F11   to enter Boot Manager Menu.
Enter to continue boot.
**  WARNING: Test Key is used.  **
......
      L4TLauncher: Attempting Direct Boot
EFI stub: Booting Linux Kernel...
EFI stub: Using DTB from configuration table
EFI stub: Loaded initrd from LINUX_EFI_INITRD_MEDIA_GUID device path
EFI stub: Exiting boot services and installing virtual address map...
▒▒ERROR:   **************************************
ERROR:   RAS Uncorrectable Error in SCC, base=0xe018000:
ERROR:          Status = 0xec00090d
ERROR:   SERR = Illegal address (software fault): 0xd
ERROR:          IERR = Address Range Error: 0x9
ERROR:          Overflow (there may be more errors) - Uncorrectable
ERROR:          MISC0 = 0xa000000
ERROR:          MISC1 = 0x22991
ERROR:          MISC2 = 0x0
ERROR:          MISC3 = 0x0
ERROR:          ADDR = 0x80000041cb30f200
ERROR:   **************************************
ERROR:   sdei_dispatch_event returned -1
ERROR:   **************************************
ERROR:   RAS Uncorrectable Error in SCC, base=0xe019000:
ERROR:          Status = 0xec00090d
ERROR:   SERR = Illegal address (software fault): 0xd
ERROR:          IERR = Address Range Error: 0x9
ERROR:          Overflow (there may be more errors) - Uncorrectable
ERROR:          MISC0 = 0x16000000
ERROR:          MISC1 = 0x19991
ERROR:          MISC2 = 0x0
ERROR:          MISC3 = 0x0
ERROR:          ADDR = 0x80000041cb30f040
ERROR:   **************************************
ERROR:   sdei_dispatch_event returned -1
/TC: Secondary CPU 1 initializing
I/TC: Secondary CPU 1 switching to normal world boot
I/TC: Secondary CPU 2 initializing
I/TC: Secondary CPU 2 switching to normal world boot
I/TC: Secondary CPU 3 initializing
I/TC: Secondary CPU 3 switching to normal world boot
I/TC: Secondary CPU 4 initializing
I/TC: Secondary CPU 4 switching to normal world boot
I/TC: Secondary CPU 5 initializing
I/TC: Secondary CPU 5 switching to normal world boot
I/TC: Secondary CPU 6 initializing
I/TC: Secondary CPU 6 switching to normal world boot
I/TC: Secondary CPU 7 initializing
I/TC: Secondary CPU 7 switching to normal world boot

If I power off and power on again. The system boot fine.

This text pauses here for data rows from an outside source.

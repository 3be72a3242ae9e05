use crate::aiming::domain::geometry::compute_roi;
use crate::detection::domain::face_detector::FaceDetector;
use crate::shared::bounding_box::{BoundingBox, RegionOfInterest};
use crate::shared::frame::Frame;
use crate::tracking::domain::frame_schedule::FrameTick;
use crate::tracking::domain::selection;

/// Tracking state machine.
///
/// The selection and ROI live inside the variants, so an ROI can only exist
/// while a face is selected and clearing the selection always drops the ROI.
#[derive(Clone, Copy, Debug, PartialEq, Eq)]
pub enum TrackingState {
    /// No selection. Full-frame detection only refreshes the pickable boxes.
    Idle,
    /// A face is selected but there is no usable ROI; the next scheduled
    /// frame searches the whole frame.
    FullSearch { selection: usize },
    /// A face is selected and searched for inside `roi` first.
    RoiTracking {
        selection: usize,
        roi: RegionOfInterest,
    },
}

impl TrackingState {
    pub fn selection(&self) -> Option<usize> {
        match *self {
            TrackingState::Idle => None,
            TrackingState::FullSearch { selection } => Some(selection),
            TrackingState::RoiTracking { selection, .. } => Some(selection),
        }
    }

    pub fn roi(&self) -> Option<RegionOfInterest> {
        match *self {
            TrackingState::RoiTracking { roi, .. } => Some(roi),
            _ => None,
        }
    }

    pub fn name(&self) -> &'static str {
        match self {
            TrackingState::Idle => "idle",
            TrackingState::FullSearch { .. } => "full-search",
            TrackingState::RoiTracking { .. } => "roi-tracking",
        }
    }
}

/// What the engine knows after one frame.
#[derive(Clone, Debug, PartialEq)]
pub struct TrackingResult {
    pub frame_width: u32,
    pub frame_height: u32,
    pub detections: Vec<BoundingBox>,
    pub state: TrackingState,
    /// Detector invocations this frame: 0 on skipped frames, 2 when the ROI
    /// search missed and the full frame was searched as well.
    pub detector_calls: u8,
    pub detector_faults: u8,
    pub fell_back: bool,
    /// The selected face could not be found again this frame.
    pub lost: bool,
}

impl TrackingResult {
    pub fn selection(&self) -> Option<usize> {
        self.state.selection()
    }

    pub fn roi(&self) -> Option<RegionOfInterest> {
        self.state.roi()
    }

    pub fn selected_box(&self) -> Option<BoundingBox> {
        self.selection().and_then(|i| self.detections.get(i).copied())
    }

    pub fn labels(&self) -> Vec<String> {
        (0..self.detections.len())
            .map(|i| selection::label(i, self.selection()))
            .collect()
    }
}

#[derive(Default)]
struct CycleStats {
    detector_calls: u8,
    detector_faults: u8,
    fell_back: bool,
    lost: bool,
}

/// Keeps a selected face in view across frames.
///
/// On scheduled frames the selected face is searched for inside its ROI; if
/// that comes back empty the full frame is searched once, in the same frame,
/// before the selection is given up. Detector faults count as "no faces".
pub struct TrackingEngine {
    detector: Box<dyn FaceDetector>,
    roi_scale: f64,
    state: TrackingState,
    detections: Vec<BoundingBox>,
    frame_width: u32,
    frame_height: u32,
}

impl TrackingEngine {
    pub fn new(detector: Box<dyn FaceDetector>, roi_scale: f64) -> Self {
        Self {
            detector,
            roi_scale,
            state: TrackingState::Idle,
            detections: Vec::new(),
            frame_width: 0,
            frame_height: 0,
        }
    }

    pub fn state(&self) -> TrackingState {
        self.state
    }

    pub fn detections(&self) -> &[BoundingBox] {
        &self.detections
    }

    /// Operator click at frame position `(x, y)`.
    ///
    /// Selects the first current detection containing the point; a miss
    /// clears any existing selection.
    pub fn pick(&mut self, x: i32, y: i32) {
        match selection::pick(x, y, &self.detections) {
            Some(index) => {
                log::info!("Selected face {index} at ({x}, {y})");
                let bbox = self.detections[index];
                self.enter_tracking(index, bbox);
            }
            None => {
                if self.state != TrackingState::Idle {
                    log::info!("Pick at ({x}, {y}) hit no face; selection cleared");
                }
                self.state = TrackingState::Idle;
            }
        }
    }

    /// Operator reset: drop the selection regardless of the frame cadence.
    pub fn reset(&mut self) {
        if self.state != TrackingState::Idle {
            log::info!("Selection reset");
        }
        self.state = TrackingState::Idle;
    }

    /// Advances the state machine for one frame.
    ///
    /// Skipped frames run no detection and leave detections, selection and
    /// ROI exactly as the last scheduled frame left them.
    pub fn process(&mut self, frame: &Frame, tick: FrameTick) -> TrackingResult {
        self.frame_width = frame.width();
        self.frame_height = frame.height();

        let mut stats = CycleStats::default();
        if tick.scheduled {
            self.step(frame, &mut stats);
        }
        self.enforce_valid_selection();

        TrackingResult {
            frame_width: self.frame_width,
            frame_height: self.frame_height,
            detections: self.detections.clone(),
            state: self.state,
            detector_calls: stats.detector_calls,
            detector_faults: stats.detector_faults,
            fell_back: stats.fell_back,
            lost: stats.lost,
        }
    }

    fn step(&mut self, frame: &Frame, stats: &mut CycleStats) {
        match self.state {
            TrackingState::Idle => {
                self.detections = self.detect(frame, stats);
            }
            TrackingState::FullSearch { selection } => {
                self.search_full_frame(frame, selection, stats);
            }
            TrackingState::RoiTracking { selection, roi } => {
                match self.search_roi(frame, &roi, stats) {
                    Some(found) => {
                        self.detections = vec![found];
                        self.enter_tracking(0, found);
                    }
                    None => {
                        log::debug!("Face {selection} not in ROI {roi:?}; searching full frame");
                        stats.fell_back = true;
                        self.search_full_frame(frame, selection, stats);
                    }
                }
            }
        }
    }

    fn search_roi(
        &mut self,
        frame: &Frame,
        roi: &RegionOfInterest,
        stats: &mut CycleStats,
    ) -> Option<BoundingBox> {
        let crop = frame.crop(roi);
        self.detect(&crop, stats)
            .first()
            .map(|local| local.translated_from(roi))
    }

    fn search_full_frame(&mut self, frame: &Frame, selection: usize, stats: &mut CycleStats) {
        self.detections = self.detect(frame, stats);
        match self.detections.get(selection).copied() {
            Some(bbox) => self.enter_tracking(selection, bbox),
            None => {
                log::info!(
                    "Lost face {selection}: {} face(s) in frame",
                    self.detections.len()
                );
                stats.lost = true;
                self.state = TrackingState::Idle;
            }
        }
    }

    fn enter_tracking(&mut self, selection: usize, bbox: BoundingBox) {
        let roi = compute_roi(self.frame_width, self.frame_height, &bbox, self.roi_scale);
        self.state = if roi.is_empty() {
            TrackingState::FullSearch { selection }
        } else {
            TrackingState::RoiTracking { selection, roi }
        };
    }

    fn detect(&mut self, frame: &Frame, stats: &mut CycleStats) -> Vec<BoundingBox> {
        stats.detector_calls += 1;
        match self.detector.detect(frame) {
            Ok(boxes) => boxes,
            Err(e) => {
                log::warn!("Face detection failed, treating frame as empty: {e}");
                stats.detector_faults += 1;
                Vec::new()
            }
        }
    }

    fn enforce_valid_selection(&mut self) {
        if let Some(index) = self.state.selection() {
            if selection::validate(Some(index), &self.detections).is_none() {
                log::warn!(
                    "Selection {index} out of range for {} detection(s); clearing",
                    self.detections.len()
                );
                self.state = TrackingState::Idle;
            }
        }
    }
}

The carrier board doesn’t have eeprom and I set

cvb_eeprom_read_size = <0x0>;

I can’t reproduce this issue on the Orin NX module + Xavier NX DevKit(NVMe).

This is uart log file.
UEFI_boot_failed.txt (31.7 KB)

How do I check this error message? Thanks.

Hi Wilson_Lin,

I’ve found a thread about the similar error message as yours. Please refer to that to check if it could help.

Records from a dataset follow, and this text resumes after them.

use std::io::BufRead;
use std::path::{Path, PathBuf};
use std::process;

use clap::Parser;
use crossbeam_channel::Sender;

use mic_aim_core::aiming::domain::actuator::Actuator;
use mic_aim_core::aiming::domain::aiming_controller::AimingController;
use mic_aim_core::aiming::domain::geometry::StageGeometry;
use mic_aim_core::aiming::infrastructure::serial_motor::SerialMotor;
use mic_aim_core::aiming::infrastructure::simulated_motor::SimulatedMotor;
use mic_aim_core::detection::domain::face_detector::FaceDetector;
use mic_aim_core::detection::infrastructure::model_resolver;
use mic_aim_core::detection::infrastructure::onnx_face_detector::OnnxFaceDetector;
use mic_aim_core::pipeline::operator_input::{
    parse_command, ChannelOperatorInput, NoOperatorInput, OperatorEvent, OperatorInput,
};
use mic_aim_core::pipeline::session_logger::StdoutSessionLogger;
use mic_aim_core::pipeline::track_and_aim_use_case::{ExitReason, TrackAndAimUseCase};
use mic_aim_core::shared::config::TrackerConfig;
use mic_aim_core::shared::constants::{DEFAULT_MOTOR_PORT, YOLO_MODEL_NAME, YOLO_MODEL_URL};
use mic_aim_core::tracking::domain::frame_schedule::FrameSchedule;
use mic_aim_core::tracking::domain::tracking_engine::TrackingEngine;
use mic_aim_core::video::domain::frame_source::FrameSource;
use mic_aim_core::video::infrastructure::ffmpeg_frame_source::{FfmpegFrameSource, SourceLocation};

/// Keeps a directional microphone aimed at a face picked from a live camera.
///
/// Operator commands are read from stdin, one per line:
/// `pick X Y` (or `p X Y`), `reset` (`r`), `quit` (`q`).
#[derive(Parser)]
#[command(name = "mic-aim")]
struct Cli {
    /// JSON config file (defaults to the per-user MicAim/config.json).
    #[arg(long)]
    config: Option<PathBuf>,

    /// Camera device index.
    #[arg(long)]
    camera: Option<u32>,

    /// Read frames from a video file or stream URL instead of a camera.
    #[arg(long, conflicts_with = "camera")]
    source: Option<PathBuf>,

    /// Serial device of the motor controller; a bare flag uses /dev/ttyUSB0.
    /// Omit it (and leave it out of the config) to simulate the motor.
    #[arg(long, num_args = 0..=1, default_missing_value = DEFAULT_MOTOR_PORT)]
    motor_port: Option<String>,

    /// Simulated motor speed, seconds per degree of travel.
    #[arg(long)]
    seconds_per_degree: Option<f64>,

    /// Run detection and command the motor every Nth frame (1 = every frame).
    #[arg(long)]
    skip_frames: Option<u64>,

    /// ROI size relative to the tracked face (> 1.0).
    #[arg(long)]
    roi_scale: Option<f64>,

    /// Face detection confidence threshold (0.0-1.0).
    #[arg(long)]
    confidence: Option<f64>,

    /// Face model file (skips the cache lookup and download).
    #[arg(long)]
    model: Option<PathBuf>,

    /// Stop after this many frames.
    #[arg(long)]
    max_frames: Option<u64>,

    /// Ignore stdin; the run ends on --max-frames or end of stream.
    #[arg(long)]
    no_console: bool,
}

fn main() {
    env_logger::init();

    if let Err(e) = run() {
        eprintln!("Error: {e}");
        process::exit(1);
    }
}

fn run() -> Result<(), Box<dyn std::error::Error>> {
    let cli = Cli::parse();
    let config = load_config(&cli)?;

    let detector = build_detector(&cli, &config)?;
    let actuator = build_actuator(&config)?;
    let source: Box<dyn FrameSource> = Box::new(match &cli.source {
        Some(path) => FfmpegFrameSource::new(SourceLocation::Path(path.clone())),
        None => FfmpegFrameSource::camera(config.camera_index),
    });
    let input: Box<dyn OperatorInput> = if cli.no_console {
        Box::new(NoOperatorInput)
    } else {
        let (tx, rx) = crossbeam_channel::unbounded();
        spawn_console(tx);
        Box::new(ChannelOperatorInput::new(rx))
    };

    let mut use_case = TrackAndAimUseCase::new(
        source,
        TrackingEngine::new(detector, config.roi_scale),
        AimingController::new(actuator, StageGeometry::from_config(&config)),
        FrameSchedule::new(config.skip_frames)?,
        input,
        Box::new(StdoutSessionLogger::default()),
        cli.max_frames,
    );
    let summary = use_case.execute()?;

    match &summary.exit {
        ExitReason::Quit => log::info!("Stopped by operator"),
        ExitReason::MaxFrames => log::info!("Reached {} frames", summary.frames),
        ExitReason::CaptureFailed(reason) => log::warn!("Capture ended: {reason}"),
    }
    log::info!(
        "{} frames, {} detection cycles, {} motor commands ({} failed)",
        summary.frames,
        summary.detection_cycles,
        summary.actuator_commands,
        summary.actuator_failures
    );
    Ok(())
}

/// Config file (explicit or per-user) with command-line overrides applied.
fn load_config(cli: &Cli) -> Result<TrackerConfig, Box<dyn std::error::Error>> {
    let mut config = match &cli.config {
        Some(path) => TrackerConfig::load(path)?,
        None => TrackerConfig::load_or_default()?,
    };

    if let Some(camera) = cli.camera {
        config.camera_index = camera;
    }
    if let Some(port) = &cli.motor_port {
        config.motor_port = Some(port.clone());
    }
    if let Some(spd) = cli.seconds_per_degree {
        config.motor_seconds_per_degree = spd;
    }
    if let Some(skip) = cli.skip_frames {
        config.skip_frames = skip;
    }
    if let Some(scale) = cli.roi_scale {
        config.roi_scale = scale;
    }
    if let Some(confidence) = cli.confidence {
        config.confidence = confidence;
    }

    config.validate()?;
    Ok(config)
}

fn build_detector(
    cli: &Cli,
    config: &TrackerConfig,
) -> Result<Box<dyn FaceDetector>, Box<dyn std::error::Error>> {
    log::info!("Resolving model: {YOLO_MODEL_NAME}");
    let model_path = model_resolver::resolve(YOLO_MODEL_NAME, YOLO_MODEL_URL, cli.model.as_deref())?;
    Ok(Box::new(OnnxFaceDetector::new(&model_path, config.confidence)?))
}

fn build_actuator(config: &TrackerConfig) -> Result<Box<dyn Actuator>, Box<dyn std::error::Error>> {
    match &config.motor_port {
        Some(port) => {
            let motor = SerialMotor::open(Path::new(port))
                .map_err(|e| format!("Failed to open motor port {port}: {e}"))?;
            log::info!("Motor connected on {port}");
            Ok(Box::new(motor))
        }
        None => {
            log::info!("No motor port configured; simulating the motor");
            Ok(Box::new(SimulatedMotor::new(config.motor_seconds_per_degree)))
        }
    }
}

/// Reads operator commands from stdin on a background thread. Closing stdin
/// drops the sender, which the loop treats as a quit.
fn spawn_console(tx: Sender<OperatorEvent>) {
    std::thread::spawn(move || {
        let stdin = std::io::stdin();
        for line in stdin.lock().lines() {
            let Ok(line) = line else { break };
            if line.trim().is_empty() {
                continue;
            }
            match parse_command(&line) {
                Ok(event) => {
                    if tx.send(event).is_err() {
                        break;
                    }
                }
                Err(e) => eprintln!("{e} (commands: pick X Y, reset, quit)"),
            }
        }
    });
}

Have you referred to Enable PCIe in a Customer CVB Design for your custom board?

Hi Kevin,

Yes I enable the C7x1 on the board but disable C9x1,
because we have a pcie lan chip on the board that connect to C9.
This is my post

I kown the C9 doesn’t work so comment it.

p3767.conf.common

ODMDATA="gbe-uphy-config-9,hsstp-lane-map-3,hsio-uphy-config-0";

cvb/tegra234-p3509-a02-pcie.dtsi

pcie@141e0000 { /* C7x1 node */
                status = "okay";
                phys = <&p2u_gbe_0>;
                phy-names = "p2u-0";
        };

        //pcie@140c0000 { /* C9x1 */
        /*      status = "okay";
                phys = <&p2u_gbe_1>;
                phy-names = "p2u-0";
        };*/

Hi Kevin,

Do you have any update?

Hi,

If the reproduce rate is low, then it is a known issue. And it is not related to C9.

1 Like

Hi WayneWWW,

Will it be fixed next release or later?

Hi WayneWWW,

I’m checked the L4T35.3.1.
The UEFI issue still exists.
Will it resolve in the next release?

Yes, this issue will be fixed in the next relesae.

Hi @kayccc ,could you please share the patch first ?

Hi,
Any update for this?

  1. Will there be a patch for this issue?
  2. this issue will be fixed in the next release . → Do you mean Jetpack 5.1.2?

Thanks.

Hi WakkeWang and wayne_liao,

The RAS error will be fixed in the next JP5.1.2 release.
Sorry that there are too many change to provide the patches for you to verify at this moment.
Please verify this issue after updating to JP5.1.2.

This topic was automatically closed 14 days after the last reply. New replies are no longer allowed.